Scripto and Transkribus?

CBRfan · January 8, 2024, 10:40am

Hello All, and Happy New Year!

I’ve been looking into Scripto for transcription of both letter and manuscripts on a site I am planning, and at the same time I have been tinkering with Transkribus, which is an AI-driven platform for handwritten text recognition. Transkribus | AI powered Handwritten Text Recognition

Of course, it would be wonderful if these could be linked up in some way – sothat crowdsourced transcription could also power the training of an algorithm for recognising specific handwritings… That would mean that the investment of time of crowdsourced volunteers could have exponentially bigger dividends for them as researchers, and in general for Omeka S sites with handwritten document collections we wish to share online.

Is it possible? Could it be done using the background Wikimedia sites that Scripto requires as some kind of backbone?

Just a thought!

SharonLeon · January 8, 2024, 3:25pm

In fact, we’re at work on something along those lines this year. It’ll be a long road, but we also think it’s a good idea!

CBRfan · January 8, 2024, 3:48pm

Great News! It’s a fantastic development – thanks! I know it’s hard to estimate this kind of interoperability project, but do you have a sense of when the Omeka S team might be trialing/Beta-ing such functionality?

SharonLeon · January 8, 2024, 4:07pm

I wish I had a way to estimate that, but alas, things are still kind of foggy on that front. We’ll let you know when we get closer, though.

Alyx_TJ · March 11, 2024, 12:30pm

Hello @CBRfan,

This is not exactly what you had in mind, but I work on an Omeka/Scripto platform : https://transcrire.huma-num.fr/
There is a project for which part of the manual transcription work was used as training data for HTR. A few months ago, at the request of the researcher, I uploaded the HTR back into Scripto so that they could correct the errors from the automated transcription. Unfortunately, Scripto does not work with segmentation and image coordinates so it’s only the txt that was uploaded (it would be interesting to see this using IIIF annotation for example).

To do so, I used the Mediawiki extension Data Transfer which allows me to create/modify Mediawiki pages from a single CSV file. With Openrefine I was able to unite in one single file all the .txt files and map the txt filenames to correspond to the mediawiki pages (“scripto project number”:“item identifier”:“media identifier”). The transcriptions will automatically appear in Scripto.

I hope this can be of help for you or anyone else.
And i’m curious to see how Scripto evolves this year, keep me posted too!

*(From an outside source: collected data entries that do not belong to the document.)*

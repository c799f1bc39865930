//! LIMIT/OFFSET pagination.
//!
//! Phoenix accepts `LIMIT ?` and `OFFSET ?` after the query. Both bounds are
//! bound as parameters after every parameter of the query itself.

/// Row bounds requested for a query.
#[derive(Debug, Clone, Copy, Default, PartialEq, Eq)]
pub struct RowSelection {
    /// Index of the first row to return (0-based).
    pub first_row: Option<u64>,
    /// Maximum number of rows to return.
    pub max_rows: Option<u64>,
}

impl RowSelection {
    /// Selects at most `max_rows` rows.
    #[must_use]
    pub const fn limit(max_rows: u64) -> Self {
        Self {
            first_row: None,
            max_rows: Some(max_rows),
        }
    }

    /// Skips the first `first_row` rows.
    #[must_use]
    pub const fn offset(mut self, first_row: u64) -> Self {
        self.first_row = Some(first_row);
        self
    }

    /// Returns `true` if a row limit is set.
    #[must_use]
    pub const fn has_max_rows(&self) -> bool {
        self.max_rows.is_some()
    }

    /// Returns `true` if a non-zero offset is set.
    #[must_use]
    pub const fn has_first_row(&self) -> bool {
        matches!(self.first_row, Some(n) if n > 0)
    }
}

/// Appends pagination clauses to queries.
#[derive(Debug, Clone, Copy, Default)]
pub struct LimitHandler;

impl LimitHandler {
    /// Creates a new limit handler.
    #[must_use]
    pub const fn new() -> Self {
        Self
    }

    /// Returns whether the dialect supports LIMIT at all.
    #[must_use]
    pub const fn supports_limit(&self) -> bool {
        true
    }

    /// Appends ` limit ?` and/or ` offset ?` to `sql` as `selection` requires.
    #[must_use]
    pub fn process_sql(&self, sql: &str, selection: &RowSelection) -> String {
        let mut out = String::from(sql);
        if selection.has_max_rows() {
            out.push_str(" limit ?");
        }
        if selection.has_first_row() {
            out.push_str(" offset ?");
        }
        out
    }

    /// Returns the values for the placeholders added by
    /// [`process_sql`](Self::process_sql), in order.
    #[must_use]
    pub fn bind_values(&self, selection: &RowSelection) -> Vec<u64> {
        let limit = selection.max_rows;
        let offset = selection.first_row.filter(|_| selection.has_first_row());
        limit.into_iter().chain(offset).collect()
    }
}
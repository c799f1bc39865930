//! # phoenix-sql-dialect
//!
//! Apache Phoenix dialect descriptor for `phoenix-sql-core`.
//!
//! # How Phoenix differs from other dialects
//!
//! - **[UPSERT]**: Phoenix has no `INSERT` or `UPDATE`. Every write is an
//!   `UPSERT VALUES` or `UPSERT SELECT`; the rewriter in
//!   `phoenix-sql-core` produces both.
//! - **No unique constraints**: unique keys become secondary indexes. See
//!   [`PhoenixDialect::add_unique_key`].
//! - **[Hints]**: the optimizer reads `/*+ ... */` hints placed right after
//!   `SELECT`. [`SecondaryIndexHint`] renders the `INDEX` hint.
//! - **No `ALTER TABLE ... ADD CONSTRAINT`** and no check constraints.
//! - **[Data types]**: booleans are `boolean`, decimals default to
//!   `decimal(19,2)`, arrays carry a length.
//!
//! [UPSERT]: https://phoenix.apache.org/language/index.html#upsert_values
//! [Hints]: https://phoenix.apache.org/language/index.html#hint
//! [Data types]: https://phoenix.apache.org/language/datatypes.html
//!
//! ## Example
//!
//! ```rust
//! use phoenix_sql_dialect::{PhoenixDialect, SecondaryIndexHint};
//!
//! let dialect = PhoenixDialect::new();
//! let sql = dialect.apply_index_hints(
//!     "select d from department d where d.name = ?",
//!     &[SecondaryIndexHint::new("DEPARTMENT", "DEPT_NAME_IDX")],
//! );
//! assert_eq!(
//!     sql,
//!     "select /*+ INDEX(DEPARTMENT DEPT_NAME_IDX) */ d from department d where d.name = ?"
//! );
//! ```

pub mod ddl;
mod dialect;
pub mod functions;
pub mod hint;
pub mod pagination;
pub mod types;

pub use ddl::{SortOrder, UniqueKey};
pub use dialect::{NameQualifierSupport, PhoenixDialect};
pub use functions::{FunctionError, FunctionRegistry, ReturnType, SqlFunction};
pub use hint::SecondaryIndexHint;
pub use pagination::{LimitHandler, RowSelection};
pub use types::{column_type, SqlType};
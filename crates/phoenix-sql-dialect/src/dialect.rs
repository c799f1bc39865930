//! Apache Phoenix dialect implementation.

use phoenix_sql_core::{inject_hints, Dialect, StatementRewriter, TargetDialect};

use crate::functions::FunctionRegistry;
use crate::hint::SecondaryIndexHint;
use crate::pagination::LimitHandler;
use crate::types::{column_type, SqlType};

/// Which parts of a qualified name the engine understands.
#[derive(Debug, Clone, Copy, PartialEq, Eq)]
pub enum NameQualifierSupport {
    /// `catalog.table`.
    Catalog,
    /// `schema.table`.
    Schema,
    /// `catalog.schema.table`.
    Both,
    /// Unqualified names only.
    None,
}

/// Apache Phoenix dialect.
#[derive(Debug, Default, Clone, Copy)]
pub struct PhoenixDialect;

impl PhoenixDialect {
    /// Creates a new Phoenix dialect.
    #[must_use]
    pub const fn new() -> Self {
        Self
    }

    /// Maps a portable type to the Phoenix column type.
    #[must_use]
    pub fn column_type(&self, ty: SqlType) -> String {
        column_type(ty)
    }

    /// Returns the Phoenix function registry.
    #[must_use]
    pub fn functions(&self) -> FunctionRegistry {
        FunctionRegistry::phoenix()
    }

    /// Returns a statement rewriter with the Phoenix gate open.
    #[must_use]
    pub fn rewriter(&self) -> StatementRewriter {
        StatementRewriter::for_dialect(self)
    }

    /// Returns the pagination handler.
    #[must_use]
    pub const fn limit_handler(&self) -> LimitHandler {
        LimitHandler::new()
    }

    /// Places `hints` after the first `select` keyword of `query`.
    #[must_use]
    pub fn query_hint_string<S: AsRef<str>>(&self, query: &str, hints: &[S]) -> String {
        inject_hints(query, hints, self.target())
    }

    /// Places secondary index hints after the first `select` keyword of `query`.
    #[must_use]
    pub fn apply_index_hints(&self, query: &str, hints: &[SecondaryIndexHint]) -> String {
        let fragments: Vec<String> = hints.iter().map(SecondaryIndexHint::build).collect();
        self.query_hint_string(query, &fragments)
    }

    // Writes

    /// Phoenix spells every row write `upsert`.
    #[must_use]
    pub const fn supports_upsert(&self) -> bool {
        true
    }

    /// Phoenix accepts `limit ?` and `offset ?`.
    #[must_use]
    pub const fn supports_limit_offset(&self) -> bool {
        true
    }

    // Locking

    /// Phoenix does not support lock timeouts.
    #[must_use]
    pub const fn supports_lock_timeouts(&self) -> bool {
        false
    }

    /// Phoenix does not support `for update` on outer joins.
    #[must_use]
    pub const fn supports_outer_join_for_update(&self) -> bool {
        false
    }

    // Current timestamp

    /// Returns whether the current timestamp can be selected.
    #[must_use]
    pub const fn supports_current_timestamp_selection(&self) -> bool {
        true
    }

    /// Returns whether the current timestamp query is a callable statement.
    #[must_use]
    pub const fn is_current_timestamp_select_callable(&self) -> bool {
        false
    }

    /// Returns the query selecting the current timestamp.
    #[must_use]
    pub const fn current_timestamp_select(&self) -> &'static str {
        "select current_date()"
    }

    /// Returns the function returning the current timestamp.
    #[must_use]
    pub const fn current_timestamp_function(&self) -> &'static str {
        "current_date"
    }

    // Queries

    /// Phoenix supports `union all`.
    #[must_use]
    pub const fn supports_union_all(&self) -> bool {
        true
    }

    /// Phoenix rejects `in ()`.
    #[must_use]
    pub const fn supports_empty_in_list(&self) -> bool {
        false
    }

    /// Phoenix supports `(a, b) = (?, ?)`.
    #[must_use]
    pub const fn supports_row_value_constructor(&self) -> bool {
        true
    }

    /// Phoenix supports `(a, b) in ((?, ?), ...)`.
    #[must_use]
    pub const fn supports_row_value_constructor_in_in_list(&self) -> bool {
        true
    }

    /// Phoenix cannot bind parameters as callable arguments.
    #[must_use]
    pub const fn supports_bind_as_callable_argument(&self) -> bool {
        false
    }

    /// Phoenix does not support `count(distinct (a, b))`.
    #[must_use]
    pub const fn supports_tuple_distinct_counts(&self) -> bool {
        false
    }

    /// Returns how table names may be qualified.
    #[must_use]
    pub const fn name_qualifier_support(&self) -> NameQualifierSupport {
        NameQualifierSupport::Schema
    }

    // DDL

    /// Phoenix accepts `drop table if exists`.
    #[must_use]
    pub const fn supports_if_exists_before_table_name(&self) -> bool {
        true
    }

    /// Phoenix ignores column check constraints.
    #[must_use]
    pub const fn supports_column_check(&self) -> bool {
        false
    }

    /// Phoenix ignores table check constraints.
    #[must_use]
    pub const fn supports_table_check(&self) -> bool {
        false
    }

    /// Phoenix cannot add constraints with `alter table`.
    #[must_use]
    pub const fn has_alter_table(&self) -> bool {
        false
    }

    /// Constraints are never dropped before their tables.
    #[must_use]
    pub const fn drop_constraints(&self) -> bool {
        false
    }
}

impl Dialect for PhoenixDialect {
    fn name(&self) -> &'static str {
        "phoenix"
    }

    fn target(&self) -> TargetDialect {
        TargetDialect::Phoenix
    }
}
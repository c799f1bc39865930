//! SQL Dialect support.
//!
//! The ORM layer emits generic SQL. Whether that SQL has to be rewritten is
//! decided once, at configuration time, by the [`TargetDialect`] selected for
//! the connection. Dialect descriptors implement [`Dialect`] and report which
//! gate they open.

use serde::{Deserialize, Serialize};

/// The dialect gate: which SQL engine statements are finalized for.
#[derive(Debug, Default, Clone, Copy, PartialEq, Eq, Hash, Serialize, Deserialize)]
#[serde(rename_all = "lowercase")]
pub enum TargetDialect {
    /// Any engine that accepts the ORM's SQL as-is.
    #[default]
    Passthrough,
    /// Apache Phoenix: UPDATE is unavailable and INSERT is spelled UPSERT.
    Phoenix,
}

impl TargetDialect {
    /// Returns `true` when statements must be rewritten for Phoenix.
    #[must_use]
    pub const fn is_phoenix(self) -> bool {
        matches!(self, Self::Phoenix)
    }

    /// Returns the configuration name of the dialect.
    #[must_use]
    pub const fn name(self) -> &'static str {
        match self {
            Self::Passthrough => "passthrough",
            Self::Phoenix => "phoenix",
        }
    }
}

impl std::fmt::Display for TargetDialect {
    fn fmt(&self, f: &mut std::fmt::Formatter<'_>) -> std::fmt::Result {
        f.write_str(self.name())
    }
}

impl std::str::FromStr for TargetDialect {
    type Err = String;

    fn from_str(s: &str) -> Result<Self, Self::Err> {
        match s.to_ascii_lowercase().as_str() {
            "passthrough" | "generic" => Ok(Self::Passthrough),
            "phoenix" => Ok(Self::Phoenix),
            other => Err(format!("unknown dialect '{other}'")),
        }
    }
}

/// Trait for SQL dialect-specific behavior.
pub trait Dialect {
    /// Returns the name of the dialect.
    fn name(&self) -> &'static str;

    /// Returns the gate this dialect opens in the statement rewriter.
    fn target(&self) -> TargetDialect {
        TargetDialect::Passthrough
    }

    /// Returns the identifier quote character (e.g., `"` for standard SQL, `` ` `` for MySQL).
    fn identifier_quote(&self) -> char {
        '"'
    }

    /// Quotes an identifier.
    fn quote_identifier(&self, name: &str) -> String {
        let quote = self.identifier_quote();
        format!("{quote}{name}{quote}")
    }
}
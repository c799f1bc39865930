//! Schema DDL.
//!
//! Phoenix has no unique constraints. Unique keys are declared as secondary
//! indexes instead, and the inline `unique` fragments of `create table` are
//! left empty.

use phoenix_sql_core::Dialect;
use serde::{Deserialize, Serialize};

use crate::dialect::PhoenixDialect;

/// Sort direction of an indexed column.
#[derive(Debug, Clone, Copy, PartialEq, Eq, Serialize, Deserialize)]
#[serde(rename_all = "lowercase")]
pub enum SortOrder {
    /// Ascending.
    Asc,
    /// Descending.
    Desc,
}

impl SortOrder {
    /// Returns the SQL keyword.
    #[must_use]
    pub const fn as_sql(self) -> &'static str {
        match self {
            Self::Asc => "asc",
            Self::Desc => "desc",
        }
    }
}

/// A unique key declared on an entity.
#[derive(Debug, Clone, PartialEq, Eq, Serialize, Deserialize)]
pub struct UniqueKey {
    /// Constraint name.
    pub name: String,
    /// Qualified table name.
    pub table: String,
    /// Key columns with an optional explicit order.
    pub columns: Vec<(String, Option<SortOrder>)>,
}

impl UniqueKey {
    /// Creates a unique key with no columns.
    #[must_use]
    pub fn new(name: impl Into<String>, table: impl Into<String>) -> Self {
        Self {
            name: name.into(),
            table: table.into(),
            columns: Vec::new(),
        }
    }

    /// Adds a column in the index's default order.
    #[must_use]
    pub fn column(mut self, name: &str) -> Self {
        self.columns.push((String::from(name), None));
        self
    }

    /// Adds a column with an explicit order.
    #[must_use]
    pub fn column_ordered(mut self, name: &str, order: SortOrder) -> Self {
        self.columns.push((String::from(name), Some(order)));
        self
    }
}

impl PhoenixDialect {
    /// Returns the uniqueness fragment appended to `create table`.
    #[must_use]
    pub const fn table_creation_unique_constraints(&self) -> &'static str {
        ""
    }

    /// Returns the uniqueness fragment appended to a column definition.
    #[must_use]
    pub const fn column_definition_uniqueness(&self) -> &'static str {
        ""
    }

    /// Generates the index that stands in for a unique key.
    #[must_use]
    pub fn add_unique_key(&self, key: &UniqueKey) -> String {
        let columns: Vec<String> = key
            .columns
            .iter()
            .map(|(name, order)| match order {
                Some(order) => format!("{name} {}", order.as_sql()),
                None => name.clone(),
            })
            .collect();
        format!(
            "create index {} on {} ({})",
            self.quote_identifier(&key.name),
            key.table,
            columns.join(", ")
        )
    }

    /// Generates the statement dropping a unique key's index.
    #[must_use]
    pub fn drop_unique_key(&self, key: &UniqueKey) -> String {
        format!(
            "drop index if exists {} on {}",
            self.quote_identifier(&key.name),
            key.table
        )
    }

    /// Generates the statement dropping a schema.
    #[must_use]
    pub fn drop_schema(&self, schema: &str) -> Vec<String> {
        vec![format!("drop schema if exists {schema}")]
    }

    /// Returns the keyword fragment for `alter table ... add`.
    #[must_use]
    pub const fn add_column_string(&self) -> &'static str {
        " add "
    }
}
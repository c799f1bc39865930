//! Finalized ORM statements and their descriptors.
//!
//! The ORM hands every statement over twice: once as the SQL text it has
//! finalized, and once as a [`StatementDescriptor`] exposing the table and
//! the ordered column bindings the text was assembled from. The rewriter
//! works from the descriptor so it never has to parse SQL.

use serde::{Deserialize, Deserializer, Serialize};

/// Revision of the descriptor interface understood by this crate.
pub const DESCRIPTOR_REVISION: u32 = 1;

/// The kind of a finalized statement.
#[derive(Debug, Clone, Copy, PartialEq, Eq, Hash, Serialize, Deserialize)]
#[serde(rename_all = "snake_case")]
pub enum StatementKind {
    /// `insert into ... values (...)`.
    Insert,
    /// `insert into ... select ...`.
    InsertSelect,
    /// `update ... set ... where ...`.
    Update,
    /// `delete from ...`.
    Delete,
    /// Queries and anything else.
    Other,
}

/// Returns a value expression as it appears in emitted SQL.
///
/// A leading `=` marks a server-side computed value (`=current_date()`)
/// and is dropped. Nothing else is interpreted.
#[must_use]
pub fn emitted_value(expr: &str) -> &str {
    expr.strip_prefix('=').unwrap_or(expr)
}

/// An insertion-ordered mapping from column name to SQL fragment.
///
/// Order is significant: it decides which positional `?` placeholder lines
/// up with which column. Serialized as a list of `[column, fragment]` pairs;
/// a column listed twice keeps its first position and its last fragment.
#[derive(Debug, Clone, Default, PartialEq, Eq, Serialize)]
#[serde(transparent)]
pub struct ColumnBindings {
    entries: Vec<(String, String)>,
}

impl ColumnBindings {
    /// Creates an empty mapping.
    #[must_use]
    pub const fn new() -> Self {
        Self { entries: Vec::new() }
    }

    /// Binds `column` to `expr`.
    ///
    /// Re-binding a column replaces its fragment without moving it.
    pub fn insert(&mut self, column: impl Into<String>, expr: impl Into<String>) {
        let column = column.into();
        let expr = expr.into();
        match self.entries.iter_mut().find(|(name, _)| *name == column) {
            Some(entry) => entry.1 = expr,
            None => self.entries.push((column, expr)),
        }
    }

    /// Returns the fragment bound to `column`.
    #[must_use]
    pub fn get(&self, column: &str) -> Option<&str> {
        self.entries
            .iter()
            .find(|(name, _)| name == column)
            .map(|(_, expr)| expr.as_str())
    }

    /// Iterates over `(column, fragment)` pairs in binding order.
    pub fn iter(&self) -> impl Iterator<Item = (&str, &str)> {
        self.entries.iter().map(|(c, e)| (c.as_str(), e.as_str()))
    }

    /// Iterates over column names in binding order.
    pub fn columns(&self) -> impl Iterator<Item = &str> {
        self.entries.iter().map(|(c, _)| c.as_str())
    }

    /// Returns the number of bound columns.
    #[must_use]
    pub fn len(&self) -> usize {
        self.entries.len()
    }

    /// Returns `true` if no column is bound.
    #[must_use]
    pub fn is_empty(&self) -> bool {
        self.entries.is_empty()
    }
}

impl<'de> Deserialize<'de> for ColumnBindings {
    fn deserialize<D: Deserializer<'de>>(deserializer: D) -> Result<Self, D::Error> {
        let entries = Vec::<(String, String)>::deserialize(deserializer)?;
        Ok(entries.into_iter().collect())
    }
}

impl<C: Into<String>, E: Into<String>> FromIterator<(C, E)> for ColumnBindings {
    fn from_iter<I: IntoIterator<Item = (C, E)>>(iter: I) -> Self {
        let mut bindings = Self::new();
        for (column, expr) in iter {
            bindings.insert(column, expr);
        }
        bindings
    }
}

/// Structured view of an UPDATE statement as assembled by the ORM.
///
/// - `set_columns` and `key_columns` map a column to a value expression
///   (`?` or `=<computed>`).
/// - `where_columns` map a column to a full predicate fragment such as
///   `>10` or `=?`, appended directly after the column name.
#[derive(Debug, Clone, Default, PartialEq, Eq, Serialize, Deserialize)]
#[serde(default)]
pub struct StatementDescriptor {
    /// Target table, possibly schema-qualified.
    pub table: String,
    /// Columns assigned by the statement.
    pub set_columns: ColumnBindings,
    /// Primary-key columns identifying the row.
    pub key_columns: ColumnBindings,
    /// Additional restrictions on the row.
    pub where_columns: ColumnBindings,
    /// Optimistic-lock version column, if the entity is versioned.
    pub version_column: Option<String>,
    /// Comment the ORM prefixes to the statement.
    pub comment: Option<String>,
}

impl StatementDescriptor {
    /// Creates a descriptor for `table` with no bindings.
    #[must_use]
    pub fn new(table: impl Into<String>) -> Self {
        Self {
            table: table.into(),
            ..Self::default()
        }
    }

    /// Adds a SET assignment.
    #[must_use]
    pub fn set(mut self, column: &str, expr: &str) -> Self {
        self.set_columns.insert(column, expr);
        self
    }

    /// Adds a primary-key column.
    #[must_use]
    pub fn key(mut self, column: &str, expr: &str) -> Self {
        self.key_columns.insert(column, expr);
        self
    }

    /// Adds a WHERE restriction; `predicate` includes its operator.
    #[must_use]
    pub fn where_column(mut self, column: &str, predicate: &str) -> Self {
        self.where_columns.insert(column, predicate);
        self
    }

    /// Marks the statement as versioned by `column`.
    #[must_use]
    pub fn version(mut self, column: &str) -> Self {
        self.version_column = Some(String::from(column));
        self
    }

    /// Sets the statement comment.
    #[must_use]
    pub fn comment(mut self, comment: &str) -> Self {
        self.comment = Some(String::from(comment));
        self
    }

    /// Returns the total number of bound columns across all groups.
    #[must_use]
    pub fn column_count(&self) -> usize {
        self.set_columns.len() + self.key_columns.len() + self.where_columns.len()
    }

    /// Renders the ANSI UPDATE the ORM would send to a generic engine.
    ///
    /// Placeholders appear in binding order: SET values, key values, WHERE
    /// fragments, then the version.
    #[must_use]
    pub fn update_sql(&self) -> String {
        let mut sql = comment_prefix(self.comment.as_deref());
        sql.push_str("update ");
        sql.push_str(&self.table);
        sql.push_str(" set ");

        let assignments: Vec<String> = self
            .set_columns
            .iter()
            .map(|(column, expr)| format!("{column}={}", emitted_value(expr)))
            .collect();
        sql.push_str(&assignments.join(", "));

        let predicates = self.predicates();
        if !predicates.is_empty() {
            sql.push_str(" where ");
            sql.push_str(&predicates.join(" and "));
        }
        sql
    }

    /// Returns the row predicates in binding order: key equalities, WHERE
    /// fragments, then the version check.
    pub(crate) fn predicates(&self) -> Vec<String> {
        let keys = self
            .key_columns
            .iter()
            .map(|(column, expr)| format!("{column}={}", emitted_value(expr)));
        let restrictions = self
            .where_columns
            .iter()
            .map(|(column, predicate)| format!("{column}{predicate}"));
        let version = self
            .version_column
            .iter()
            .map(|column| format!("{column}=?"));
        keys.chain(restrictions).chain(version).collect()
    }
}

/// Renders `/* comment */ ` with any `*/` inside the comment escaped.
pub(crate) fn comment_prefix(comment: Option<&str>) -> String {
    comment.map_or_else(String::new, |text| {
        format!("/* {} */ ", text.replace("*/", "*\\/"))
    })
}

/// A statement the ORM has finished assembling.
///
/// This is the only view of ORM internals the rewriter relies on.
pub trait FinalizedStatement {
    /// Returns the statement kind.
    fn kind(&self) -> StatementKind;

    /// Returns the SQL text the ORM generated.
    fn sql(&self) -> &str;

    /// Returns the structured descriptor, if the ORM could supply one.
    fn descriptor(&self) -> Option<&StatementDescriptor>;

    /// Returns the revision of the descriptor interface the ORM speaks.
    fn descriptor_revision(&self) -> u32 {
        DESCRIPTOR_REVISION
    }
}

/// An owned finalized statement.
#[derive(Debug, Clone, PartialEq, Eq, Serialize, Deserialize)]
pub struct Statement {
    /// Statement kind.
    pub kind: StatementKind,
    /// SQL text as generated by the ORM.
    #[serde(default)]
    pub sql: String,
    /// Descriptor, present for updates.
    #[serde(default, skip_serializing_if = "Option::is_none")]
    pub descriptor: Option<StatementDescriptor>,
}

impl Statement {
    /// Creates an `insert into ... values` statement.
    #[must_use]
    pub fn insert(sql: impl Into<String>) -> Self {
        Self::raw(StatementKind::Insert, sql)
    }

    /// Creates an `insert into ... select` statement.
    #[must_use]
    pub fn insert_select(sql: impl Into<String>) -> Self {
        Self::raw(StatementKind::InsertSelect, sql)
    }

    /// Creates an update statement, rendering its SQL from `descriptor`.
    #[must_use]
    pub fn update(descriptor: StatementDescriptor) -> Self {
        Self {
            kind: StatementKind::Update,
            sql: descriptor.update_sql(),
            descriptor: Some(descriptor),
        }
    }

    /// Creates a statement of `kind` from its SQL text alone.
    #[must_use]
    pub fn raw(kind: StatementKind, sql: impl Into<String>) -> Self {
        Self {
            kind,
            sql: sql.into(),
            descriptor: None,
        }
    }

    /// Fills in the SQL text from the descriptor when it was left empty.
    #[must_use]
    pub fn with_rendered_sql(mut self) -> Self {
        if self.sql.is_empty() {
            if let Some(descriptor) = &self.descriptor {
                self.sql = descriptor.update_sql();
            }
        }
        self
    }
}

impl FinalizedStatement for Statement {
    fn kind(&self) -> StatementKind {
        self.kind
    }

    fn sql(&self) -> &str {
        &self.sql
    }

    fn descriptor(&self) -> Option<&StatementDescriptor> {
        self.descriptor.as_ref()
    }
}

CBRfan · March 17, 2024, 11:11am

Thank you! It is very generous of you to share these tips and tests. I too have researchers who are transcribing letters/manuscripts onto their desktops and I can see the huge value of their work in terms of HTR training for the medium-sized corpus that we are dealing with. I will share this with the colleague who is building our Scripto instance, and he may contact you. https://transcrire.huma-num.fr/ is a fantastic site - it was wonderful to discover its contents as a bonus to your message! All best wishes

Alyx_TJ · May 3, 2024, 1:24pm

Re: Transkribus

Maybe a bit of news that might interest the Omeka team if they’re working on Scripto and Transkribus. The company Teklia has made its arkindex tool (to treat HTR) open source: https://teklia.com/blog/arkindex-goes-open-source/

CBRfan · May 4, 2024, 10:29am

Hello Alyx, thank you so much for informing us all about this interesting development. I did not know about Teklia, and am happy to have been introduced to their work. Good that they are making their Arkindex tool open source. Are you thinking of working with it on transcrire.huma.num? All best wishes!

Alyx_TJ · October 22, 2024, 9:04am

Hi again @CBRfan. I am sorry I left you on read all these months ago.
For now, there is no project to develop new HTR tools for Transcrire, although it might be interesting to ease the transfer of transcriptions from one software to another. And we’ll see what Digital Scholar has in store for us with Scripto.

If you’re interested in more swiss-knife tools, TACTEO (developed at the Grenoble Alps University) might do the trick as it has some HTR functionalities, but we’re far from Omeka.

CBRfan · October 23, 2024, 1:08pm

Thanks @Alyx_TJ ! It is nice to hear from you again – no worries about the time-lag to response, we are all busy . TACTEO looks interesting and I will talk to my developer friend about it. Right now I am trying to find ways to harmonise / crosswalk between DC Terms (Omeka S) and Bibo Terms (Zotero) so when I import reference literature into my Omeka S site, the search functionality will work across both sets of terms. Will be posting about that elsewhere and will ‘@’ you in case you have some brilliant library advice! CBRfan

system · October 18, 2025, 1:09pm

This topic was automatically closed 360 days after the last reply. New replies are no longer allowed.